A fin 2022, l’économie algérienne reste marquée par :
1. Un fort interventionnisme dont les signes évidents sont : (I) une part encore importante du secteur public dans la production du pays (40 %) ; (ii) un réseau dense de plus de 400 entreprises publiques dominant les sphères réelle et financière ; (iii) un ratio dépenses publiques/PIB élevé (37%) ; (iv) un régime de prix et de marges réglementés touchant des produits alimentaires (5 catégories), des produits industriels (3 catégories), des services (5 types), des prix de cession (touchant l’électricité et le raffinage) et des marges règlementées (médicaments); (v) une réglementation tatillonne qui étouffe l’initiative privée : et (vi) des renflouements répétitifs du secteur public (environ 1000 milliards de dinars pour les banques d’Etat).

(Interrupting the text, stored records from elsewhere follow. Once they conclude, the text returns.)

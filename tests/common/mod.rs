#![allow(dead_code)]

use std::path::Path;

use image::{Rgb, RgbImage};
use lopdf::content::{Content, Operation};
use lopdf::{Document, Object, Stream, dictionary};

/// Write a PDF with `pages` A4 pages, page n showing "Page n".
pub fn write_pdf(path: &Path, pages: u32) {
    let mut doc = Document::with_version("1.5");
    let pages_id = doc.new_object_id();
    let font_id = doc.add_object(dictionary! {
        "Type" => "Font",
        "Subtype" => "Type1",
        "BaseFont" => "Helvetica",
    });
    let resources_id = doc.add_object(dictionary! {
        "Font" => dictionary! { "F1" => font_id },
    });

    let mut kids: Vec<Object> = Vec::new();
    for n in 1..=pages {
        let content = Content {
            operations: vec![
                Operation::new("BT", vec![]),
                Operation::new("Tf", vec!["F1".into(), 18.into()]),
                Operation::new("Td", vec![72.into(), 700.into()]),
                Operation::new("Tj", vec![Object::string_literal(format!("Page {n}"))]),
                Operation::new("ET", vec![]),
            ],
        };
        let content_id = doc.add_object(Stream::new(dictionary! {}, content.encode().unwrap()));
        let page_id = doc.add_object(dictionary! {
            "Type" => "Page",
            "Parent" => pages_id,
            "Contents" => content_id,
            "Resources" => resources_id,
            "MediaBox" => vec![0.into(), 0.into(), 595.into(), 842.into()],
        });
        kids.push(page_id.into());
    }
    doc.objects.insert(
        pages_id,
        Object::Dictionary(dictionary! {
            "Type" => "Pages",
            "Kids" => kids,
            "Count" => pages as i64,
        }),
    );
    let catalog_id = doc.add_object(dictionary! {
        "Type" => "Catalog",
        "Pages" => pages_id,
    });
    doc.trailer.set("Root", catalog_id);
    doc.save(path).unwrap();
}

/// Page count and the text of every page.
pub fn read_pdf(path: &Path) -> (usize, Vec<String>) {
    let doc = Document::load(path).unwrap();
    let pages = doc.get_pages();
    let texts = pages
        .keys()
        .map(|&n| doc.extract_text(&[n]).unwrap_or_default())
        .collect();
    (pages.len(), texts)
}

/// Write a solid color image; the extension picks the format.
pub fn write_image(path: &Path, width: u32, height: u32, color: [u8; 3]) {
    RgbImage::from_pixel(width, height, Rgb(color)).save(path).unwrap();
}
//! Stamp a text watermark onto every page of a PDF.

use std::ops::RangeInclusive;
use std::path::Path;

use lopdf::content::{Content, Operation};
use lopdf::{Dictionary, Object, StringFormat};
use tracing::{info, warn};

use super::{add_resource, append_page_content, load_document, media_box};
use crate::error::{Result, ToolError};
use crate::report::Report;

const FONT_RESOURCE: &str = "SyWmF";
const STATE_RESOURCE: &str = "SyWmGS";
/// Distance from the page edge for corner positions, in points.
const MARGIN: f32 = 50.0;
const GRAY: f32 = 0.5;

/// Accepted font sizes, in points.
pub const FONT_SIZE_RANGE: RangeInclusive<u16> = 10..=72;
/// Accepted fill opacities.
pub const OPACITY_RANGE: RangeInclusive<f32> = 0.1..=1.0;

/// Helvetica advance widths (1/1000 em) for the printable ASCII range.
const HELVETICA_WIDTHS: [u16; 95] = [
    278, 278, 355, 556, 556, 889, 667, 222, 333, 333, 389, 584, 278, 333, 278, 278, // ' '..'/'
    556, 556, 556, 556, 556, 556, 556, 556, 556, 556, // '0'..'9'
    278, 278, 584, 584, 584, 556, 1015, // ':'..'@'
    667, 667, 722, 722, 667, 611, 778, 722, 278, 500, 667, 556, 833, // 'A'..'M'
    722, 778, 667, 778, 722, 667, 611, 722, 667, 944, 667, 667, 611, // 'N'..'Z'
    278, 278, 278, 469, 556, 222, // '['..'`'
    556, 556, 500, 556, 556, 278, 556, 556, 222, 222, 500, 222, 833, // 'a'..'m'
    556, 556, 556, 556, 333, 500, 278, 556, 500, 722, 500, 500, 500, // 'n'..'z'
    334, 260, 334, 584, // '{'..'~'
];
const DEFAULT_WIDTH: u16 = 556;

/// Where the watermark is anchored on the page.
#[derive(Debug, Clone, Copy, PartialEq, Eq, Default, clap::ValueEnum, serde::Serialize)]
pub enum Position {
    #[default]
    Center,
    TopLeft,
    TopRight,
    BottomLeft,
    BottomRight,
}

/// Watermark appearance.
#[derive(Debug, Clone)]
pub struct WatermarkStyle {
    pub text: String,
    pub font_size: f32,
    /// Fill opacity, 0.1 (faint) to 1 (opaque)
    pub opacity: f32,
    pub position: Position,
}

/// Parse an opacity argument, rejecting values outside [`OPACITY_RANGE`].
pub fn parse_opacity(value: &str) -> std::result::Result<f32, String> {
    let opacity: f32 = value.trim().parse().map_err(|_| format!("`{value}` is not a number"))?;
    if OPACITY_RANGE.contains(&opacity) {
        Ok(opacity)
    } else {
        Err(format!(
            "opacity must be between {} and {}",
            OPACITY_RANGE.start(),
            OPACITY_RANGE.end()
        ))
    }
}

/// Width of `text` set in Helvetica at `font_size`, in points.
pub fn text_width(text: &str, font_size: f32) -> f32 {
    let units: u32 = text
        .chars()
        .map(|c| {
            let code = c as u32;
            if (32..=126).contains(&code) {
                HELVETICA_WIDTHS[(code - 32) as usize] as u32
            } else {
                DEFAULT_WIDTH as u32
            }
        })
        .sum();
    units as f32 * font_size / 1000.0
}

/// Text origin for the watermark on a page with the given MediaBox.
pub fn anchor(rect: [f32; 4], text_width: f32, position: Position) -> (f32, f32) {
    let [llx, lly, urx, ury] = rect;
    match position {
        Position::Center => ((llx + urx) / 2.0 - text_width / 2.0, (lly + ury) / 2.0),
        Position::TopLeft => (llx + MARGIN, ury - MARGIN),
        Position::TopRight => (urx - MARGIN - text_width, ury - MARGIN),
        Position::BottomLeft => (llx + MARGIN, lly + MARGIN),
        Position::BottomRight => (urx - MARGIN - text_width, lly + MARGIN),
    }
}

/// Encode the text for a WinAnsi simple font. Characters outside Latin-1
/// cannot be shown by the standard fonts and become `?`.
fn encode_text(text: &str) -> (Vec<u8>, bool) {
    let mut lossy = false;
    let bytes = text
        .chars()
        .map(|c| match u8::try_from(c as u32) {
            Ok(b) if b >= 0x20 => b,
            _ => {
                lossy = true;
                b'?'
            }
        })
        .collect();
    (bytes, lossy)
}

/// Add the watermark to every page of `input` and save to `output`.
pub fn watermark_pdf(input: &Path, output: &Path, style: &WatermarkStyle) -> Result<Report> {
    if style.text.trim().is_empty() {
        return Err(ToolError::InvalidInput("watermark text is empty".to_string()));
    }
    if !OPACITY_RANGE.contains(&style.opacity) {
        return Err(ToolError::InvalidInput(format!(
            "opacity must be between {} and {}, got {}",
            OPACITY_RANGE.start(),
            OPACITY_RANGE.end(),
            style.opacity
        )));
    }
    let (min_size, max_size) = (f32::from(*FONT_SIZE_RANGE.start()), f32::from(*FONT_SIZE_RANGE.end()));
    if !(min_size..=max_size).contains(&style.font_size) {
        return Err(ToolError::InvalidInput(format!(
            "font size must be between {min_size} and {max_size}, got {}",
            style.font_size
        )));
    }

    let mut doc = load_document(input)?;
    let (encoded, lossy) = encode_text(&style.text);
    if lossy {
        warn!("Watermark text contains characters Helvetica cannot show; they are replaced by '?'");
    }
    let width = text_width(&style.text, style.font_size);

    let mut font = Dictionary::new();
    font.set("Type", Object::Name(b"Font".to_vec()));
    font.set("Subtype", Object::Name(b"Type1".to_vec()));
    font.set("BaseFont", Object::Name(b"Helvetica".to_vec()));
    font.set("Encoding", Object::Name(b"WinAnsiEncoding".to_vec()));
    let font_id = doc.add_object(font);

    let mut state = Dictionary::new();
    state.set("Type", Object::Name(b"ExtGState".to_vec()));
    state.set("ca", Object::Real(style.opacity));
    state.set("CA", Object::Real(style.opacity));
    let state_id = doc.add_object(state);

    let pages: Vec<_> = doc.get_pages().into_values().collect();
    for page_id in &pages {
        let (x, y) = anchor(media_box(&doc, *page_id)?, width, style.position);

        add_resource(&mut doc, *page_id, b"Font", FONT_RESOURCE, Object::Reference(font_id))?;
        add_resource(&mut doc, *page_id, b"ExtGState", STATE_RESOURCE, Object::Reference(state_id))?;

        let content = Content {
            operations: vec![
                Operation::new("q", vec![]),
                Operation::new("gs", vec![Object::Name(STATE_RESOURCE.as_bytes().to_vec())]),
                Operation::new("rg", vec![GRAY.into(), GRAY.into(), GRAY.into()]),
                Operation::new("BT", vec![]),
                Operation::new(
                    "Tf",
                    vec![Object::Name(FONT_RESOURCE.as_bytes().to_vec()), style.font_size.into()],
                ),
                Operation::new("Td", vec![x.into(), y.into()]),
                Operation::new("Tj", vec![Object::String(encoded.clone(), StringFormat::Literal)]),
                Operation::new("ET", vec![]),
                Operation::new("Q", vec![]),
            ],
        };
        append_page_content(&mut doc, *page_id, content.encode()?)?;
    }

    info!("Watermarked {} pages of {}", pages.len(), input.display());
    doc.compress();
    if let Some(parent) = output.parent().filter(|p| !p.as_os_str().is_empty()) {
        std::fs::create_dir_all(parent)?;
    }
    doc.save(output)?;

    let mut report = Report::new("pdf-watermark");
    report.push_output(output);
    Ok(report.with_summary(format!("watermarked {} pages", pages.len())))
}
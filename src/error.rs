use std::path::PathBuf;

use thiserror::Error;

/// Convenient alias for fallible results returned throughout the crate.
pub type Result<T> = std::result::Result<T, ToolError>;

/// Failure cases shared by every tool in the box.
#[derive(Debug, Error)]
pub enum ToolError {
    /// Wrapper for IO failures such as reading or writing files.
    #[error("I/O error: {0}")]
    Io(#[from] std::io::Error),

    /// Raised when a PDF cannot be parsed, edited or saved.
    #[error("PDF error: {0}")]
    Pdf(#[from] lopdf::Error),

    /// Decoding or encoding failures from the image codecs.
    #[error("image error: {0}")]
    Image(#[from] image::ImageError),

    /// Raised when JSON serialization of a report fails.
    #[error("JSON error: {0}")]
    Json(#[from] serde_json::Error),

    /// Failures while packaging an Office document.
    #[error("archive error: {0}")]
    Zip(#[from] zip::result::ZipError),

    /// Raised when a directory walk hits an unreadable entry.
    #[error("directory walk error: {0}")]
    Walk(#[from] walkdir::Error),

    /// The input path given on the command line does not exist.
    #[error("input not found: {}", .0.display())]
    MissingInput(PathBuf),

    /// The target file already exists and overwriting was not requested.
    #[error("output already exists: {} (pass --overwrite to replace it)", .0.display())]
    OutputExists(PathBuf),

    /// A PDF that loaded fine but contains no pages.
    #[error("PDF has no pages: {}", .0.display())]
    EmptyDocument(PathBuf),

    /// A page selection that does not describe any usable page.
    #[error("invalid page range '{spec}': {reason}")]
    InvalidPageRange { spec: String, reason: String },

    /// Unit symbol not present in the conversion table.
    #[error("unknown unit '{0}'")]
    UnknownUnit(String),

    /// Number that cannot be written as currency text.
    #[error("invalid amount '{value}': {reason}")]
    InvalidAmount { value: String, reason: String },

    /// The file format is recognised but cannot be read or written.
    #[error("unsupported format: {0}")]
    UnsupportedFormat(String),

    /// Generic validation failure for user supplied options.
    #[error("invalid input: {0}")]
    InvalidInput(String),

    /// A helper program (ffmpeg, pdftoppm) could not be started.
    #[error("'{program}' is not available: {reason}")]
    ExternalToolMissing { program: String, reason: String },

    /// A helper program ran but reported failure.
    #[error("'{program}' failed with {status}: {detail}")]
    ExternalToolFailed {
        program: String,
        status: String,
        detail: String,
    },

    /// The run was interrupted before the helper program finished.
    #[error("cancelled")]
    Cancelled,
}
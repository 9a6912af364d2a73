//! Image to ICO - build a Windows icon with one frame per size
//!
//! ```bash
//! image-to-ico logo.png -s 16,32,48,256
//! image-to-ico logo.png -s 64x48 -o app.ico --overwrite
//! ```

use anyhow::Result;
use clap::Parser;
use sanyuan_toolbox::cli::ImageToIcoArgs;

#[tokio::main]
async fn main() -> Result<()> {
    sanyuan_toolbox::run_tool(ImageToIcoArgs::parse()).await
}
//! PDF Merge - join pages of several PDFs
//!
//! Inputs are merged in the order given. Append `:pages` to an input to take
//! only some of its pages.
//!
//! ```bash
//! pdf-merge cover.pdf body.pdf:2-10 appendix.pdf:1,3 -o book.pdf
//! ```

use anyhow::Result;
use clap::Parser;
use sanyuan_toolbox::cli::PdfMergeArgs;

#[tokio::main]
async fn main() -> Result<()> {
    sanyuan_toolbox::run_tool(PdfMergeArgs::parse()).await
}
//! Image to PDF - one page per image, page size equal to the image size
//!
//! ```bash
//! image-to-pdf scan1.jpg scan2.png -o scans.pdf
//! image-to-pdf scans/ -o scans.pdf
//! ```

use anyhow::Result;
use clap::Parser;
use sanyuan_toolbox::cli::ImageToPdfArgs;

#[tokio::main]
async fn main() -> Result<()> {
    sanyuan_toolbox::run_tool(ImageToPdfArgs::parse()).await
}
//! Extract the audio track of a video with ffmpeg.

use std::ffi::OsString;
use std::path::{Path, PathBuf};

use tracing::{info, warn};

use crate::error::{Result, ToolError};
use crate::external::ExternalProgram;
use crate::picture::has_extension;
use crate::report::Report;

pub const VIDEO_EXTENSIONS: [&str; 4] = ["mp4", "avi", "mkv", "mov"];
pub const AUDIO_EXTENSIONS: [&str; 2] = ["mp3", "wav"];

/// Default output path: the video with an `.mp3` extension.
pub fn default_output(video: &Path) -> PathBuf {
    video.with_extension("mp3")
}

/// Arguments passed to ffmpeg: best VBR quality, audio streams only,
/// overwrite the target.
pub fn ffmpeg_args(video: &Path, audio: &Path) -> Vec<OsString> {
    vec![
        "-i".into(),
        video.into(),
        "-q:a".into(),
        "0".into(),
        "-map".into(),
        "a".into(),
        "-y".into(),
        audio.into(),
    ]
}

fn validate(video: &Path, audio: &Path) -> Result<()> {
    if !video.is_file() {
        return Err(ToolError::MissingInput(video.to_path_buf()));
    }
    if !has_extension(video, &VIDEO_EXTENSIONS) {
        warn!(
            "{} does not look like a video ({}); trying anyway",
            video.display(),
            VIDEO_EXTENSIONS.join(", ")
        );
    }
    if !has_extension(audio, &AUDIO_EXTENSIONS) {
        return Err(ToolError::UnsupportedFormat(format!(
            "audio output must be .mp3 or .wav: {}",
            audio.display()
        )));
    }
    if video == audio {
        return Err(ToolError::InvalidInput("input and output are the same file".to_string()));
    }
    Ok(())
}

/// Write the audio of `video` to `audio` (or next to the video as mp3).
pub async fn extract_audio(ffmpeg: &ExternalProgram, video: &Path, audio: Option<&Path>) -> Result<Report> {
    let audio = audio.map(Path::to_path_buf).unwrap_or_else(|| default_output(video));
    validate(video, &audio)?;
    ffmpeg.ensure_available("-version").await?;

    if let Some(parent) = audio.parent().filter(|p| !p.as_os_str().is_empty()) {
        std::fs::create_dir_all(parent)?;
    }
    info!("Extracting audio from {}", video.display());
    ffmpeg.run(ffmpeg_args(video, &audio)).await?;

    let mut report = Report::new("audio-extract");
    report.push_output(&audio);
    Ok(report.with_summary(format!("extracted audio to {}", audio.display())))
}

#[cfg(test)]
mod tests {
    use super::*;

    #[test]
    fn builds_ffmpeg_command() {
        let args = ffmpeg_args(Path::new("clip.mp4"), Path::new("clip.mp3"));
        let args: Vec<String> = args.iter().map(|a| a.to_string_lossy().into_owned()).collect();
        assert_eq!(args, ["-i", "clip.mp4", "-q:a", "0", "-map", "a", "-y", "clip.mp3"]);
    }

    #[test]
    fn default_output_is_mp3() {
        assert_eq!(default_output(Path::new("/v/talk.mkv")), PathBuf::from("/v/talk.mp3"));
    }

    #[test]
    fn rejects_missing_video_and_bad_output() {
        let dir = tempfile::tempdir().unwrap();
        let video = dir.path().join("clip.mp4");
        assert!(matches!(
            validate(&video, &dir.path().join("a.mp3")),
            Err(ToolError::MissingInput(_))
        ));

        std::fs::write(&video, b"").unwrap();
        assert!(matches!(
            validate(&video, &dir.path().join("a.ogg")),
            Err(ToolError::UnsupportedFormat(_))
        ));
        assert!(validate(&video, &dir.path().join("a.WAV")).is_ok());
    }
}
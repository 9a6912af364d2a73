//! Build a PDF with one full-page image per page.

use std::fs;
use std::path::{Path, PathBuf};

use image::{DynamicImage, GenericImageView, ImageFormat, ImageReader, Rgb, RgbImage};
use lopdf::content::{Content, Operation};
use lopdf::{Dictionary, Document, Object, Stream};
use tracing::{info, warn};

use crate::error::{Result, ToolError};
use crate::report::Report;

/// Extensions picked up when a directory is given as input.
pub const IMAGE_EXTENSIONS: [&str; 7] = ["jpg", "jpeg", "png", "bmp", "gif", "tiff", "webp"];

/// Image data ready to be written as an XObject.
struct EmbeddedImage {
    width: u32,
    height: u32,
    stream: Stream,
}

fn has_image_extension(path: &Path) -> bool {
    path.extension()
        .and_then(|e| e.to_str())
        .is_some_and(|e| IMAGE_EXTENSIONS.iter().any(|x| e.eq_ignore_ascii_case(x)))
}

/// Expand directories (non-recursive, sorted by name) and keep files as given.
pub fn collect_images(inputs: &[PathBuf]) -> Result<Vec<PathBuf>> {
    let mut images = Vec::new();
    for input in inputs {
        if input.is_dir() {
            let mut found: Vec<PathBuf> = fs::read_dir(input)?
                .filter_map(|entry| entry.ok().map(|e| e.path()))
                .filter(|p| p.is_file() && has_image_extension(p))
                .collect();
            found.sort();
            images.extend(found);
        } else if input.is_file() {
            images.push(input.clone());
        } else {
            return Err(ToolError::MissingInput(input.clone()));
        }
    }
    Ok(images)
}

/// Composite transparent pixels over white and drop the alpha channel.
fn flatten_on_white(image: &DynamicImage) -> RgbImage {
    let rgba = image.to_rgba8();
    let mut out = RgbImage::new(rgba.width(), rgba.height());
    for (x, y, px) in rgba.enumerate_pixels() {
        let [r, g, b, a] = px.0;
        let alpha = a as u32;
        let blend = |c: u8| ((c as u32 * alpha + 255 * (255 - alpha)) / 255) as u8;
        out.put_pixel(x, y, Rgb([blend(r), blend(g), blend(b)]));
    }
    out
}

/// Number of color components declared by the first SOF segment of a JPEG
/// stream, or `None` when no frame header is found.
fn jpeg_components(bytes: &[u8]) -> Option<u8> {
    if !bytes.starts_with(&[0xFF, 0xD8]) {
        return None;
    }
    let mut pos = 2;
    while pos + 1 < bytes.len() {
        if bytes[pos] != 0xFF {
            return None;
        }
        let marker = bytes[pos + 1];
        pos += 2;
        match marker {
            // fill bytes
            0xFF => pos -= 1,
            0x01 | 0xD0..=0xD7 => {}
            0xD9 | 0xDA => return None,
            _ => {
                let length = u16::from_be_bytes([*bytes.get(pos)?, *bytes.get(pos + 1)?]) as usize;
                // SOF0..SOF15, minus DHT (C4), JPG (C8) and DAC (CC)
                if (0xC0..=0xCF).contains(&marker) && !matches!(marker, 0xC4 | 0xC8 | 0xCC) {
                    return bytes.get(pos + 7).copied();
                }
                pos += length;
            }
        }
    }
    None
}

fn embed(path: &Path) -> Result<EmbeddedImage> {
    let reader = ImageReader::open(path)?.with_guessed_format()?;
    let format = reader.format();
    let image = reader.decode()?;
    let (width, height) = image.dimensions();

    let mut dict = Dictionary::new();
    dict.set("Type", Object::Name(b"XObject".to_vec()));
    dict.set("Subtype", Object::Name(b"Image".to_vec()));
    dict.set("Width", Object::Integer(width as i64));
    dict.set("Height", Object::Integer(height as i64));
    dict.set("BitsPerComponent", Object::Integer(8));

    // JPEGs in gray or RGB are passed through untouched. CMYK and YCCK
    // data decodes to RGB, so the raw stream would not match DeviceRGB.
    let passthrough = match format {
        Some(ImageFormat::Jpeg) => {
            let bytes = fs::read(path)?;
            match (jpeg_components(&bytes), image.color()) {
                (Some(1), image::ColorType::L8) => Some(("DeviceGray", bytes)),
                (Some(3), image::ColorType::Rgb8) => Some(("DeviceRGB", bytes)),
                _ => None,
            }
        }
        _ => None,
    };
    let stream = match passthrough {
        Some((space, bytes)) => {
            dict.set("ColorSpace", Object::Name(space.as_bytes().to_vec()));
            dict.set("Filter", Object::Name(b"DCTDecode".to_vec()));
            Stream::new(dict, bytes).with_compression(false)
        }
        None => {
            dict.set("ColorSpace", Object::Name(b"DeviceRGB".to_vec()));
            Stream::new(dict, flatten_on_white(&image).into_raw())
        }
    };

    Ok(EmbeddedImage {
        width,
        height,
        stream,
    })
}

/// Write every readable image in `inputs` to `output`, one page each.
pub fn images_to_pdf(inputs: &[PathBuf], output: &Path) -> Result<Report> {
    let images = collect_images(inputs)?;
    if images.is_empty() {
        return Err(ToolError::InvalidInput("no image files found".to_string()));
    }

    let mut report = Report::new("image-to-pdf");
    let mut doc = Document::with_version("1.5");
    let pages_id = doc.new_object_id();
    let mut kids = Vec::new();

    for path in &images {
        let embedded = match embed(path) {
            Ok(embedded) => embedded,
            Err(e) => {
                warn!("Skipping {}: {}", path.display(), e);
                report.push_failure(path, &e);
                continue;
            }
        };

        let (w, h) = (embedded.width as f32, embedded.height as f32);
        let image_id = doc.add_object(embedded.stream);
        let content = Content {
            operations: vec![
                Operation::new("q", vec![]),
                Operation::new("cm", vec![w.into(), 0.into(), 0.into(), h.into(), 0.into(), 0.into()]),
                Operation::new("Do", vec![Object::Name(b"Im0".to_vec())]),
                Operation::new("Q", vec![]),
            ],
        };
        let content_id = doc.add_object(Stream::new(Dictionary::new(), content.encode()?));

        let mut xobjects = Dictionary::new();
        xobjects.set("Im0", Object::Reference(image_id));
        let mut resources = Dictionary::new();
        resources.set("XObject", Object::Dictionary(xobjects));

        let mut page = Dictionary::new();
        page.set("Type", Object::Name(b"Page".to_vec()));
        page.set("Parent", Object::Reference(pages_id));
        page.set(
            "MediaBox",
            Object::Array(vec![0.into(), 0.into(), w.into(), h.into()]),
        );
        page.set("Resources", Object::Dictionary(resources));
        page.set("Contents", Object::Reference(content_id));
        kids.push(Object::Reference(doc.add_object(page)));
    }

    if kids.is_empty() {
        return Err(ToolError::InvalidInput(format!(
            "none of the {} images could be read",
            images.len()
        )));
    }

    let page_count = kids.len();
    let mut pages = Dictionary::new();
    pages.set("Type", Object::Name(b"Pages".to_vec()));
    pages.set("Count", Object::Integer(page_count as i64));
    pages.set("Kids", Object::Array(kids));
    doc.objects.insert(pages_id, Object::Dictionary(pages));

    let mut catalog = Dictionary::new();
    catalog.set("Type", Object::Name(b"Catalog".to_vec()));
    catalog.set("Pages", Object::Reference(pages_id));
    let catalog_id = doc.add_object(catalog);
    doc.trailer.set("Root", Object::Reference(catalog_id));

    doc.compress();
    if let Some(parent) = output.parent().filter(|p| !p.as_os_str().is_empty()) {
        fs::create_dir_all(parent)?;
    }
    doc.save(output)?;
    info!("Wrote {} pages to {}", page_count, output.display());

    report.push_output(output);
    Ok(report.with_summary(format!(
        "converted {} of {} images",
        page_count,
        images.len()
    )))
}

2. Une prolifération de contraintes externes sur le commerce : y compris des barrières non tarifaires (certificat d’origine, certificats de conformité et de qualité d’un tiers indépendant, relevés de notes rédigées en arabe et indiquant clairement l’origine des produits), des restrictions (interdiction temporaire de 851 produits annoncée le 1er janvier 2018) et des barrières non tarifaires (mise en place d’un ensemble de tarifs entre 30 et 200% sur plus de 1000 produits). Non sans surprise, l’indice de restriction du commerce extérieur est très élevé, s’établissant à 0,38 (0 étant excellent et 1 étant la limite théorique de la restriction totale).
3. Un ensemble lourd de subventions explicites (4,5% du PIB) et implicites (8.4% du PIB).
4. Un découplage des sphères réelles et financier par rapport à l’économie mondiale.
Cet interventionnisme se traduit par un coût macroéconomique conséquent en termes de faible croissance (qui dépasse rarement 3-4%), de stagnation de l’emploi (2 millions de chômeurs), de faible productivité et de manque de compétitivité extérieure.
Dans ces conditions, contrairement à de nombreux autres pays avancés et émergents, le salut de l’économie algérienne ne viendra nullement d’une accentuation du repli actuel mais bien au contraire d’une ouverture et libéralisation bien organisée pour : (1) établir une connexion avec le monde extérieur afin de devenir compétitif et efficient ; (2) faciliter la mise en place de réformes pour mettre en place un nouveau modèle de production et d’exportation viable et diversifié de production ; (3) renforcer la compétitivité du secteur privé ; (4) prendre en charge le processus de décarbonisation irréversiblement enclenché au niveau mondial pour faire face au changement climatique et à la dégradation de l’environnement ; et (5) tisser des liens avec le secteur financier international afin de mobiliser l’épargne étrangère nécessaire pour couvrir les énormes besoins de développement et de réformes (IDE, portefeuille, prêts-projets, prêts à la balance des paiements) du pays.
Le succès de l’ouverture implique une visibilité ancrée solidement sur une vision à très long terme, des étapes intermédiaires (stratégies décennales) et un premier plan d’action à moyen terme (2024-2026).
Ce dernier devra être bâti autour de quatre volets : (i) la gestion des déséquilibres macroéconomiques ; (ii) la diversification des sources de croissance et des exportations par le biais de politiques structurelles ciblant les rigidités et faiblesses de l’économie ; (iii) une politique industrielle définissant les priorités stratégiques du pays en termes de nouvelles sources de croissance (infrastructures, énergies renouvelables, services financiers, services liés aux technologies de l’information et de la communication), renforçant la compétitivité des entreprises à l’exportation, améliorant la spécialisation de l’économie nationale sur le marché mondial et guidant les investissements étrangers vers les secteurs ciblés par le pays; et (iv) la protection sociale et la redistribution pour protéger les populations vulnérables affectées négativement par les réformes.
Un tel programme de réformes ne peut réussir que si le pays se donne : (i) des structures souples de suivi, d’exécution et de calibrage des réformes ; et (ii) une politique de communication : pour informer la population et les investisseurs et lutter contre la désinformation des intérêts occultes.